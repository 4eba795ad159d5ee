//! Failure classifier
//!
//! Maps error strings to a failure taxonomy with pattern matching, no ML.
//! The classification drives retry decisions and escalation: transient and
//! timeout failures are worth retrying, permission failures are not.

use std::time::Duration;

use regex::Regex;
use serde::{Deserialize, Serialize};

use crate::types::Environment;

/// Failure taxonomy, in rough order of recoverability.
#[derive(Debug, Clone, Copy, PartialEq, Eq, Hash, Serialize, Deserialize)]
#[serde(rename_all = "snake_case")]
pub enum FailureType {
    /// A retry might work.
    Transient,
    /// The operation timed out.
    Timeout,
    /// Access denied; retrying will not help.
    Permission,
    /// A resource is missing or exhausted.
    Resource,
    /// Invalid input or state.
    Validation,
    /// An external dependency failed.
    Dependency,
    /// Explicitly fatal.
    Permanent,
    Unknown,
}

impl std::fmt::Display for FailureType {
    fn fmt(&self, f: &mut std::fmt::Formatter<'_>) -> std::fmt::Result {
        let s = match self {
            FailureType::Transient => "transient",
            FailureType::Timeout => "timeout",
            FailureType::Permission => "permission",
            FailureType::Resource => "resource",
            FailureType::Validation => "validation",
            FailureType::Dependency => "dependency",
            FailureType::Permanent => "permanent",
            FailureType::Unknown => "unknown",
        };
        write!(f, "{}", s)
    }
}

/// How bad the failure is for the incident.
#[derive(Debug, Clone, Copy, PartialEq, Eq, PartialOrd, Ord, Hash, Serialize, Deserialize)]
#[serde(rename_all = "snake_case")]
pub enum FailureSeverity {
    Low,
    Medium,
    High,
    Critical,
}

/// A classified failure with retry guidance.
#[derive(Debug, Clone, Serialize, Deserialize)]
pub struct ClassifiedFailure {
    pub failure_type: FailureType,
    pub severity: FailureSeverity,
    pub is_recoverable: bool,
    pub recommended_action: String,
    /// Classification confidence in [0, 1], driven by pattern specificity.
    pub confidence: f64,
    pub patterns_matched: Vec<String>,
    /// The raw error, truncated.
    pub raw_error: String,
}

struct ClassifierRule {
    pattern: Regex,
    source: &'static str,
    failure_type: FailureType,
    severity: FailureSeverity,
    recoverable: bool,
    action: &'static str,
}

/// Classifies failures from error strings.
pub struct FailureClassifier {
    rules: Vec<ClassifierRule>,
}

impl Default for FailureClassifier {
    fn default() -> Self {
        Self::new()
    }
}

macro_rules! rule {
    ($pattern:literal, $ty:expr, $sev:expr, $rec:expr, $action:literal) => {
        ClassifierRule {
            // Patterns are static and known-valid; a bad one is a build bug.
            pattern: Regex::new($pattern).unwrap(),
            source: $pattern,
            failure_type: $ty,
            severity: $sev,
            recoverable: $rec,
            action: $action,
        }
    };
}

impl FailureClassifier {
    pub fn new() -> Self {
        use FailureSeverity as S;
        use FailureType as T;
        let rules = vec![
            // Transient
            rule!(r"connection.*refused|econnrefused", T::Transient, S::Medium, true, "Retry after delay"),
            rule!(r"timeout|timed out|deadline exceeded", T::Timeout, S::Medium, true, "Retry with longer timeout"),
            rule!(r"temporarily unavailable|service unavailable|503", T::Transient, S::Medium, true, "Retry with backoff"),
            rule!(r"rate limit|too many requests|429", T::Transient, S::Low, true, "Wait and retry"),
            // Permission
            rule!(r"permission denied|access denied|forbidden|403|401", T::Permission, S::High, false, "Escalate for access"),
            rule!(r"unauthorized|authentication failed", T::Permission, S::High, false, "Check credentials"),
            // Resource
            rule!(r"not found|404|does not exist", T::Resource, S::Medium, false, "Verify resource exists"),
            rule!(r"no such|cannot find", T::Resource, S::Medium, false, "Check resource path"),
            rule!(r"out of memory|oom|memory limit", T::Resource, S::Critical, false, "Scale resources"),
            rule!(r"disk full|no space left", T::Resource, S::Critical, false, "Free disk space"),
            // Validation
            rule!(r"invalid|malformed|bad request|400", T::Validation, S::Medium, false, "Fix input parameters"),
            rule!(r"schema.*error|validation.*failed", T::Validation, S::Medium, false, "Correct data format"),
            // Dependency
            rule!(r"upstream|downstream|dependency|external service", T::Dependency, S::High, true, "Check dependencies"),
            rule!(r"database.*error|db.*failed", T::Dependency, S::High, true, "Check database health"),
            // Permanent
            rule!(r"fatal|unrecoverable|critical error", T::Permanent, S::Critical, false, "Manual intervention required"),
        ];
        Self { rules }
    }

    /// Classify an error string.
    ///
    /// All matching patterns are recorded; the winner is the most specific
    /// one (longest pattern source). Unmatched errors come back as unknown
    /// at low confidence.
    pub fn classify(&self, error: &str, environment: Environment, retry_count: u32) -> ClassifiedFailure {
        let error_lower = error.to_lowercase();
        let mut patterns_matched = Vec::new();
        let mut best: Option<(&ClassifierRule, f64)> = None;

        for rule in &self.rules {
            if rule.pattern.is_match(&error_lower) {
                patterns_matched.push(rule.source.to_string());
                let confidence = rule.source.len() as f64 / 50.0;
                if best.map_or(true, |(_, c)| confidence > c) {
                    best = Some((rule, confidence));
                }
            }
        }

        let (failure_type, mut severity, mut recoverable, mut action, confidence) = match best {
            Some((rule, confidence)) => (
                rule.failure_type,
                rule.severity,
                rule.recoverable,
                rule.action.to_string(),
                confidence,
            ),
            None => (
                FailureType::Unknown,
                FailureSeverity::Medium,
                false,
                "Investigate and escalate".to_string(),
                0.3,
            ),
        };

        if retry_count >= 3 {
            recoverable = false;
            action = "Max retries reached - escalate".to_string();
        }

        if environment.is_production() && severity == FailureSeverity::Medium {
            severity = FailureSeverity::High;
        }

        let classified = ClassifiedFailure {
            failure_type,
            severity,
            is_recoverable: recoverable,
            recommended_action: action,
            confidence: confidence.min(1.0),
            patterns_matched,
            raw_error: error.chars().take(500).collect(),
        };

        tracing::debug!(
            failure_type = %classified.failure_type,
            recoverable = classified.is_recoverable,
            "classified failure"
        );

        classified
    }

    /// Retry iff the failure is recoverable, attempts remain, and the type
    /// is retry-friendly (dependency failures get one retry only).
    pub fn should_retry(&self, failure: &ClassifiedFailure, attempt: u32) -> bool {
        if !failure.is_recoverable || attempt >= 3 {
            return false;
        }
        match failure.failure_type {
            FailureType::Transient | FailureType::Timeout => true,
            FailureType::Dependency => attempt < 2,
            _ => false,
        }
    }

    /// Exponential backoff from a per-type base delay.
    pub fn retry_delay(&self, failure: &ClassifiedFailure, attempt: u32) -> Duration {
        let base = match failure.failure_type {
            FailureType::Transient => 2,
            FailureType::Timeout => 5,
            FailureType::Dependency => 10,
            _ => 5,
        };
        Duration::from_secs(base * 2u64.pow(attempt.saturating_sub(1)))
    }
}

#[cfg(test)]
mod tests {
    use super::*;

    fn classify(error: &str) -> ClassifiedFailure {
        FailureClassifier::new().classify(error, Environment::Development, 0)
    }

    #[test]
    fn connection_refused_is_transient() {
        let failure = classify("dial tcp 10.0.0.5:443: connection refused");
        assert_eq!(failure.failure_type, FailureType::Transient);
        assert!(failure.is_recoverable);
    }

    #[test]
    fn deadline_exceeded_is_timeout() {
        let failure = classify("rpc error: deadline exceeded");
        assert_eq!(failure.failure_type, FailureType::Timeout);
        assert!(failure.is_recoverable);
    }

    #[test]
    fn forbidden_is_permission_and_not_recoverable() {
        let failure = classify("server returned 403 Forbidden");
        assert_eq!(failure.failure_type, FailureType::Permission);
        assert!(!failure.is_recoverable);
        assert_eq!(failure.severity, FailureSeverity::High);
    }

    #[test]
    fn oom_is_critical_resource() {
        let failure = classify("container killed: out of memory");
        assert_eq!(failure.failure_type, FailureType::Resource);
        assert_eq!(failure.severity, FailureSeverity::Critical);
    }

    #[test]
    fn fatal_is_permanent() {
        let failure = classify("fatal: repository corrupted beyond repair");
        assert_eq!(failure.failure_type, FailureType::Permanent);
        assert!(!failure.is_recoverable);
    }

    #[test]
    fn unmatched_error_is_unknown_low_confidence() {
        let failure = classify("something inexplicable happened");
        assert_eq!(failure.failure_type, FailureType::Unknown);
        assert_eq!(failure.confidence, 0.3);
        assert!(failure.patterns_matched.is_empty());
    }

    #[test]
    fn most_specific_pattern_wins() {
        // Matches both the timeout rule and the transient 503 rule; the
        // longer pattern source should win the tie-break.
        let failure = classify("503 service unavailable: request timed out");
        assert!(failure.patterns_matched.len() >= 2);
        assert_eq!(failure.failure_type, FailureType::Transient);
    }

    #[test]
    fn production_bumps_medium_severity() {
        let classifier = FailureClassifier::new();
        let dev = classifier.classify("connection refused", Environment::Development, 0);
        assert_eq!(dev.severity, FailureSeverity::Medium);
        let prod = classifier.classify("connection refused", Environment::Production, 0);
        assert_eq!(prod.severity, FailureSeverity::High);
    }

    #[test]
    fn exhausted_retries_flip_recoverable() {
        let classifier = FailureClassifier::new();
        let failure = classifier.classify("connection refused", Environment::Development, 3);
        assert!(!failure.is_recoverable);
        assert!(failure.recommended_action.contains("Max retries"));
    }

    #[test]
    fn retry_policy_per_type() {
        let classifier = FailureClassifier::new();

        let transient = classify("connection refused");
        assert!(classifier.should_retry(&transient, 1));
        assert!(classifier.should_retry(&transient, 2));
        assert!(!classifier.should_retry(&transient, 3));

        let dependency = classify("upstream service error");
        assert!(classifier.should_retry(&dependency, 1));
        assert!(!classifier.should_retry(&dependency, 2));

        let permission = classify("access denied");
        assert!(!classifier.should_retry(&permission, 1));
    }

    #[test]
    fn retry_delay_backs_off_exponentially() {
        let classifier = FailureClassifier::new();
        let transient = classify("connection refused");
        assert_eq!(classifier.retry_delay(&transient, 1), Duration::from_secs(2));
        assert_eq!(classifier.retry_delay(&transient, 2), Duration::from_secs(4));
        assert_eq!(classifier.retry_delay(&transient, 3), Duration::from_secs(8));

        let timeout = classify("timed out");
        assert_eq!(classifier.retry_delay(&timeout, 1), Duration::from_secs(5));

        let dependency = classify("downstream failure");
        assert_eq!(classifier.retry_delay(&dependency, 2), Duration::from_secs(20));
    }
}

# # #

Try it ▸ Please copy each line from the material above in which the string "longer" appears.

Output below ▸
            rule!(r"timeout|timed out|deadline exceeded", T::Timeout, S::Medium, true, "Retry with longer timeout"),
        // longer pattern source should win the tie-break.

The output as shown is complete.